In an embodiment, a sequence of the nodes may be determined based on a hierarchy relationship between levels, and a tiling strategy of a tensor computation dimension corresponding to a tensor operation corresponding to each node is determined for the node in a sequence from a high level to a low level (that is, from the root node to the leaf node). For example, a tiling strategy of a tensor computation dimension corresponding to a tensor operation corresponding to a branch node of an (N−1)^thlayer (a layer closest to the root node) is first determined, then a tiling strategy of a tensor computation dimension corresponding to a tensor operation corresponding to a node at an (N−2)^thlayer is determined for the node, and the like. Finally, a tiling strategy of a tensor computation dimension corresponding to a tensor operation corresponding to a leaf node is determined for the node.

In other words, based on the tree topology, tiling strategies are progressively prepared for each node in a sequence. For example, the nodes are traversed layer by layer from top to bottom (from the root node to the leaf node) based on the tree topology. In other words, a tiling strategy is determined for a tensor computation dimension corresponding to a node at each layer in a sequence from top to bottom (from the root node to the leaf node) based on a hierarchy relationship determined in the tree topology.
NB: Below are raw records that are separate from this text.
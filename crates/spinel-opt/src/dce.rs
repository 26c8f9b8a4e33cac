//! Dead code elimination pass.
//!
//! Marks every instruction reachable through operands from side-effecting
//! instructions and block terminators, then removes the rest. Dead phi cycles
//! go away together since nothing outside the cycle marks them.

use std::collections::HashSet;

use spinel_ir::{Function, Metadata, Shader, Value};

use crate::Pass;
use crate::runner::run_function_pass;

/// Removes instructions whose values are never observed.
#[derive(Debug)]
pub struct DeadCodeElimination;

impl Pass for DeadCodeElimination {
    fn name(&self) -> &str {
        "dce"
    }

    fn run(&self, shader: &mut Shader) -> bool {
        run_function_pass(shader, Metadata::ALL, run_on_function)
    }
}

fn run_on_function(func: &mut Function) -> bool {
    let mut live: HashSet<Value> = HashSet::new();
    let mut worklist: Vec<Value> = Vec::new();

    for (value, instr) in func.instrs.iter() {
        if instr.kind.has_side_effects() {
            worklist.push(value);
        }
    }
    for (_, block) in func.blocks.iter() {
        worklist.extend(block.terminator.srcs());
    }

    while let Some(value) = worklist.pop() {
        if !live.insert(value) {
            continue;
        }
        if let Some(instr) = func.instrs.try_get(value) {
            worklist.extend(instr.kind.srcs());
        }
    }

    let dead: Vec<Value> = func
        .instrs
        .iter()
        .map(|(h, _)| h)
        .filter(|h| !live.contains(h))
        .collect();
    for &value in &dead {
        func.remove_instr(value);
    }
    !dead.is_empty()
}

#[cfg(test)]
mod tests {
    use super::*;
    use spinel_ir::{
        AluOp, Builder, Def, Mode, PhiSrc, Scalar, Stage, Terminator, TypeInner, Variable,
        validate,
    };

    #[test]
    fn removes_unused_arithmetic() {
        let mut shader = Shader::new(Stage::Compute);
        let entry = shader.entry().entry;
        let mut b = Builder::at_end(shader.entry_mut(), entry);
        let x = b.const_u32(1);
        b.iadd(x, x);
        assert!(DeadCodeElimination.run(&mut shader));
        assert!(shader.entry().instrs.is_empty());
        assert!(!DeadCodeElimination.run(&mut shader));
        assert_eq!(validate(&shader), Ok(()));
    }

    #[test]
    fn keeps_stores_and_their_operands() {
        let mut shader = Shader::new(Stage::Compute);
        let ty = shader.add_type(TypeInner::Scalar(Scalar::U32));
        let var = shader.add_variable(Variable::new("out", ty, Mode::Ssbo));
        let entry = shader.entry().entry;
        let mut b = Builder::at_end(shader.entry_mut(), entry);
        let x = b.const_u32(7);
        let d = b.deref_var(var, Mode::Ssbo, ty);
        b.store_deref(d, x);
        b.alu(AluOp::INot, &[x]);

        assert!(DeadCodeElimination.run(&mut shader));
        assert_eq!(shader.entry().instrs.len(), 3);
        assert_eq!(validate(&shader), Ok(()));
    }

    #[test]
    fn keeps_branch_conditions_and_drops_dead_phi_cycles() {
        let mut shader = Shader::new(Stage::Compute);
        let func = shader.entry_mut();
        let entry = func.entry;
        let header = func.add_block();
        let exit = func.add_block();
        let zero = Builder::at_end(func, entry).const_u32(0);
        func.blocks[entry].terminator = Terminator::Jump(header);
        let mut b = Builder::at_end(func, header);
        let phi = b.phi(header, Vec::new(), Def::U32);
        let next = b.iadd_imm(phi, 1);
        let cond = b.undef(Def::BOOL);
        func.blocks[header].terminator = Terminator::Branch {
            cond,
            then_block: header,
            else_block: exit,
        };
        func.blocks[exit].terminator = Terminator::Return(None);
        if let spinel_ir::InstrKind::Phi(srcs) = &mut func.instrs[phi].kind {
            *srcs = vec![
                PhiSrc {
                    pred: entry,
                    value: zero,
                },
                PhiSrc {
                    pred: header,
                    value: next,
                },
            ];
        }

        assert!(DeadCodeElimination.run(&mut shader));
        let func = shader.entry();
        assert!(func.instrs.contains(cond));
        assert!(!func.instrs.contains(phi));
        assert!(!func.instrs.contains(next));
        assert_eq!(func.instrs.len(), 1);
        assert_eq!(validate(&shader), Ok(()));
    }
}
// ---------------------------------------------------------------------------
// Type lowering
// ---------------------------------------------------------------------------

impl ModuleLowerer<'_> {
    fn ty(&mut self, handle: NagaHandle<naga::Type>) -> Result<Handle<Type>, ParseError> {
        if let Some(&ty) = self.types.get(&handle) {
            return Ok(ty);
        }
        let naga = self.naga;
        let ty = &naga.types[handle];
        let inner = self.type_inner(&ty.inner)?;
        let lowered = self.shader.types.insert(Type {
            name: ty.name.clone(),
            inner,
        });
        self.types.insert(handle, lowered);
        Ok(lowered)
    }

    fn type_inner(&mut self, inner: &naga::TypeInner) -> Result<TypeInner, ParseError> {
        Ok(match *inner {
            naga::TypeInner::Scalar(s) => TypeInner::Scalar(lower_scalar(s)?),
            naga::TypeInner::Vector { size, scalar } => TypeInner::Vector {
                size: lower_vector_size(size),
                scalar: lower_scalar(scalar)?,
            },
            naga::TypeInner::Matrix {
                columns,
                rows,
                scalar,
            } => TypeInner::Matrix {
                columns: lower_vector_size(columns),
                rows: lower_vector_size(rows),
                scalar: lower_scalar(scalar)?,
                stride: matrix_stride(rows, scalar),
            },
            naga::TypeInner::Atomic(s) => TypeInner::Atomic(lower_scalar(s)?),
            naga::TypeInner::Array { base, size, stride } => TypeInner::Array {
                base: self.ty(base)?,
                size: lower_array_size(size)?,
                stride,
            },
            naga::TypeInner::Struct { ref members, span } => {
                let mut lowered = Vec::with_capacity(members.len());
                for m in members {
                    lowered.push(StructMember {
                        name: m.name.clone(),
                        ty: self.ty(m.ty)?,
                        offset: m.offset,
                    });
                }
                TypeInner::Struct {
                    members: lowered,
                    span,
                }
            }
            naga::TypeInner::Pointer { .. } | naga::TypeInner::ValuePointer { .. } => {
                return Err(unsupported("pointer values"));
            }
            naga::TypeInner::Image { .. } | naga::TypeInner::Sampler { .. } => {
                return Err(unsupported("image and sampler resources"));
            }
            ref other => return Err(unsupported(format!("type {other:?}"))),
        })
    }

    fn pointee_inner(&self, pointee: Pointee) -> naga::TypeInner {
        match pointee {
            Pointee::Type(ty) => self.naga.types[ty].inner.clone(),
            Pointee::Value {
                size: Some(size),
                scalar,
            } => naga::TypeInner::Vector { size, scalar },
            Pointee::Value { size: None, scalar } => naga::TypeInner::Scalar(scalar),
        }
    }

    fn pointee_type(&mut self, pointee: Pointee) -> Result<Handle<Type>, ParseError> {
        match pointee {
            Pointee::Type(ty) => self.ty(ty),
            Pointee::Value { size, scalar } => {
                let scalar = lower_scalar(scalar)?;
                Ok(self.shader.add_type(match size {
                    Some(size) => TypeInner::Vector {
                        size: lower_vector_size(size),
                        scalar,
                    },
                    None => TypeInner::Scalar(scalar),
                }))
            }
        }
    }

    /// Shape of a function parameter or result.
    fn value_def(&mut self, ty: NagaHandle<naga::Type>) -> Result<Def, ParseError> {
        let ty = self.ty(ty)?;
        self.shader.types[ty]
            .inner
            .value_def()
            .ok_or_else(|| unsupported("composite function parameters and results"))
    }
}

// ---------------------------------------------------------------------------
// Global variables
// ---------------------------------------------------------------------------

impl ModuleLowerer<'_> {
    fn global(
        &mut self,
        handle: NagaHandle<naga::GlobalVariable>,
    ) -> Result<Handle<Variable>, ParseError> {
        if let Some(&var) = self.globals.get(&handle) {
            return Ok(var);
        }
        let naga = self.naga;
        let global = &naga.global_variables[handle];
        let mode = lower_address_space(global.space)?;
        let ty = self.ty(global.ty)?;
        let name = global
            .name
            .clone()
            .unwrap_or_else(|| format!("global{}", handle.index()));

        let mut var = Variable::new(name, ty, mode);
        if let Some(ref binding) = global.binding {
            var = var.with_binding(DescriptorBinding::new(binding.group, binding.binding));
        }
        var.init = global.init.map(|init| self.global_constant(init)).transpose()?;
        let lowered = self.shader.add_variable(var);
        self.globals.insert(handle, lowered);
        Ok(lowered)
    }

    /// Creates the variable behind one bound entry point argument or result.
    fn interface_variable(
        &mut self,
        binding: &naga::Binding,
        ty: NagaHandle<naga::Type>,
        name: Option<&str>,
        direction: Mode,
    ) -> Result<Handle<Variable>, ParseError> {
        let lowered_ty = self.ty(ty)?;
        let stage = self.shader.stage();
        let (mode, location, system_value) = match *binding {
            naga::Binding::Location { location, .. } => {
                let slot = if direction == Mode::ShaderOut && stage == Stage::Fragment {
                    frag_data_slot(location)?
                } else {
                    varying_slot(location)?
                };
                (direction, Some(slot), None)
            }
            naga::Binding::BuiltIn(builtin) if direction == Mode::ShaderIn => {
                match builtin_input(builtin, stage, self.env)? {
                    BuiltinInput::System(sv) => (Mode::SystemValue, None, Some(sv)),
                    BuiltinInput::Varying(slot) => (Mode::ShaderIn, Some(slot), None),
                }
            }
            naga::Binding::BuiltIn(builtin) => {
                if let naga::BuiltIn::Position { invariant: true } = builtin {
                    self.sink
                        .message(DebugLevel::Warning, 0, "invariance of the position is not tracked");
                }
                (Mode::ShaderOut, Some(builtin_output(builtin)?), None)
            }
        };

        let name = match (name, location, system_value) {
            (Some(name), ..) => name.to_owned(),
            (None, _, Some(sv)) => sv.name().to_owned(),
            (None, Some(slot), _) => format!("{}_{slot}", if direction == Mode::ShaderIn { "in" } else { "out" }),
            (None, None, None) => "interface".to_owned(),
        };
        let mut var = Variable::new(name, lowered_ty, mode);
        var.data.location = location;
        var.data.system_value = system_value;
        Ok(self.shader.add_variable(var))
    }
}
As shown in FIG. 4A to FIG. 4D, a tiling strategy is first determined for a node at an N^thlayer (namely, a tensor computation dimension corresponding to the node). Then, a tiling strategy is determined for a node at an (N−1)^thlayer, . . . , a tiling strategy is determined for a node at a second layer, a tiling strategy is determined for a node at a 1^stlayer, and finally a tiling strategy is determined for a computing node at a computing layer. Nodes are traversed at each layer in any sequence. When different types of nodes appear at a same layer, a priority of node analysis is determined based on priority information of a connection edge in the tree topology. In other words, the connection edge further has priority attribute information. A method for generating a tiling strategy is invoked on each non-root node, to generate tiling strategies corresponding to all tensor computation axes. If one tensor computation axis has a plurality of tiling strategies, a tiling strategy that meets all conditions is selected. If a tiling strategy of a specific node does not need to be output, invoking of the method for generating a tiling strategy may be skipped for the node.
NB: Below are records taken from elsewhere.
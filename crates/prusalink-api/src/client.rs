// PrusaLink HTTP client
//
// Wraps `reqwest::Client` with base-URL handling, per-request auth, and
// status-code translation. Endpoint methods live in the `printer` and
// `job` modules as inherent impls to keep this module focused on
// transport mechanics.

use reqwest::Method;
use serde::de::DeserializeOwned;
use tracing::debug;
use url::Url;

use crate::auth::Auth;
use crate::error::Error;
use crate::transport::TransportConfig;

/// Raw HTTP client for a PrusaLink printer.
///
/// Cheap to share behind an `Arc`; `reqwest::Client` is safe for
/// concurrent use, so multiple pollers can hold the same instance.
#[derive(Debug)]
pub struct PrusaLink {
    http: reqwest::Client,
    base_url: Url,
    auth: Auth,
}

impl PrusaLink {
    /// Create a new client for the printer at `base_url`.
    pub fn new(base_url: Url, auth: Auth, transport: &TransportConfig) -> Result<Self, Error> {
        let http = transport.build_client()?;
        Ok(Self {
            http,
            base_url,
            auth,
        })
    }

    /// Create a client with a pre-built `reqwest::Client`.
    pub fn with_client(http: reqwest::Client, base_url: Url, auth: Auth) -> Self {
        Self {
            http,
            base_url,
            auth,
        }
    }

    /// The printer base URL.
    pub fn host(&self) -> &Url {
        &self.base_url
    }

    // ── Request helpers ──────────────────────────────────────────────

    /// Build a full URL for an API path relative to the printer root.
    pub(crate) fn api_url(&self, path: &str) -> Result<Url, Error> {
        self.base_url.join(path).map_err(Error::InvalidUrl)
    }

    /// Send a GET request and deserialize the JSON body.
    pub(crate) async fn get<T: DeserializeOwned>(&self, path: &str) -> Result<T, Error> {
        let url = self.api_url(path)?;
        debug!("GET {}", url);

        let resp = self
            .auth
            .apply(self.http.get(url))
            .send()
            .await
            .map_err(Error::Transport)?;

        Self::parse_json(resp).await
    }

    /// Send a GET request where `204 No Content` is a valid answer.
    pub(crate) async fn get_optional<T: DeserializeOwned>(
        &self,
        path: &str,
    ) -> Result<Option<T>, Error> {
        let url = self.api_url(path)?;
        debug!("GET {}", url);

        let resp = self
            .auth
            .apply(self.http.get(url))
            .send()
            .await
            .map_err(Error::Transport)?;

        if resp.status() == reqwest::StatusCode::NO_CONTENT {
            return Ok(None);
        }

        Self::parse_json(resp).await.map(Some)
    }

    /// Send a bodyless command request, expecting a 2xx answer.
    pub(crate) async fn send_command(&self, method: Method, path: &str) -> Result<(), Error> {
        let url = self.api_url(path)?;
        debug!("{} {}", method, url);

        let resp = self
            .auth
            .apply(self.http.request(method, url))
            .send()
            .await
            .map_err(Error::Transport)?;

        Self::check_status(&resp)?;
        Ok(())
    }

    /// Translate the response status, then deserialize the body.
    async fn parse_json<T: DeserializeOwned>(resp: reqwest::Response) -> Result<T, Error> {
        Self::check_status(&resp)?;

        let body = resp.text().await.map_err(Error::Transport)?;
        serde_json::from_str(&body).map_err(|e| Error::Deserialization {
            message: e.to_string(),
            body,
        })
    }

    /// Map 401/403 to [`Error::InvalidAuth`] and any other non-2xx
    /// status to [`Error::Api`].
    fn check_status(resp: &reqwest::Response) -> Result<(), Error> {
        let status = resp.status();

        if status == reqwest::StatusCode::UNAUTHORIZED
            || status == reqwest::StatusCode::FORBIDDEN
        {
            return Err(Error::InvalidAuth);
        }

        if !status.is_success() {
            return Err(Error::Api {
                status: status.as_u16(),
                message: status
                    .canonical_reason()
                    .unwrap_or("unexpected response")
                    .to_owned(),
            });
        }

        Ok(())
    }
}
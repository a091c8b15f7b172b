// ── Core error types ──
//
// Consumer-facing errors from prusalink-core. These are NOT
// transport-specific -- consumers never see HTTP status codes or reqwest
// types directly. The `From<prusalink_api::Error>` impl translates
// client-layer errors into domain-appropriate variants.

use thiserror::Error;

/// Unified error type for the core crate.
#[derive(Debug, Error)]
pub enum CoreError {
    // ── Connection errors ────────────────────────────────────────────
    #[error("Cannot connect to printer at {url}: {reason}")]
    ConnectionFailed { url: String, reason: String },

    #[error("Authentication failed: {message}")]
    AuthenticationFailed { message: String },

    /// The printer answered, but the first refresh did not produce data.
    /// Raised only during setup; steady-state poll failures are reported
    /// through the coordinator's update outcome instead.
    #[error("Printer not ready: {message}")]
    NotReady { message: String },

    // ── API errors (wrapped, not exposed raw) ────────────────────────
    #[error("API error: {message}")]
    Api { message: String },

    // ── Configuration errors ─────────────────────────────────────────
    #[error("Configuration error: {message}")]
    Config { message: String },

    #[error("Failed to persist configuration: {message}")]
    Persist { message: String },

    // ── Internal errors ──────────────────────────────────────────────
    #[error("Internal error: {0}")]
    Internal(String),
}

// ── Conversion from client-layer errors ──────────────────────────────

impl From<prusalink_api::Error> for CoreError {
    fn from(err: prusalink_api::Error) -> Self {
        match err {
            prusalink_api::Error::InvalidAuth => CoreError::AuthenticationFailed {
                message: "Invalid authentication".into(),
            },
            prusalink_api::Error::Transport(ref e) => {
                if e.is_connect() || e.is_timeout() {
                    CoreError::ConnectionFailed {
                        url: e
                            .url()
                            .map(|u| u.to_string())
                            .unwrap_or_else(|| "<unknown>".into()),
                        reason: e.to_string(),
                    }
                } else {
                    CoreError::Api {
                        message: e.to_string(),
                    }
                }
            }
            prusalink_api::Error::InvalidUrl(e) => CoreError::Config {
                message: format!("Invalid URL: {e}"),
            },
            prusalink_api::Error::Api { status, message } => CoreError::Api {
                message: format!("HTTP {status}: {message}"),
            },
            prusalink_api::Error::Deserialization { message, body: _ } => {
                CoreError::Internal(format!("Deserialization error: {message}"))
            }
        }
    }
}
In operation S405, the tiling strategy for the tensor computation is obtained based on a tiling strategy of a tensor computation dimension corresponding to a tensor operation corresponding to each of the plurality of nodes.

The tiling strategy for the tensor computation is obtained based on a tiling strategy of a tensor computation dimension corresponding to a tensor operation corresponding to each node, to tile tensor data into a plurality of tensor blocks according to the tiling strategy for the tensor computation. Then, computation is separately performed on the tensor blocks obtained through tiling, to finally obtain a tensor computation result, and improve a computation speed of the entire tensor computation.

The following uses an example in which a hardware accelerator is Ascend 910 to describe in detail an embodiment, during actual application, of the method for generating a tiling strategy for tensor computation provided in embodiments of this application.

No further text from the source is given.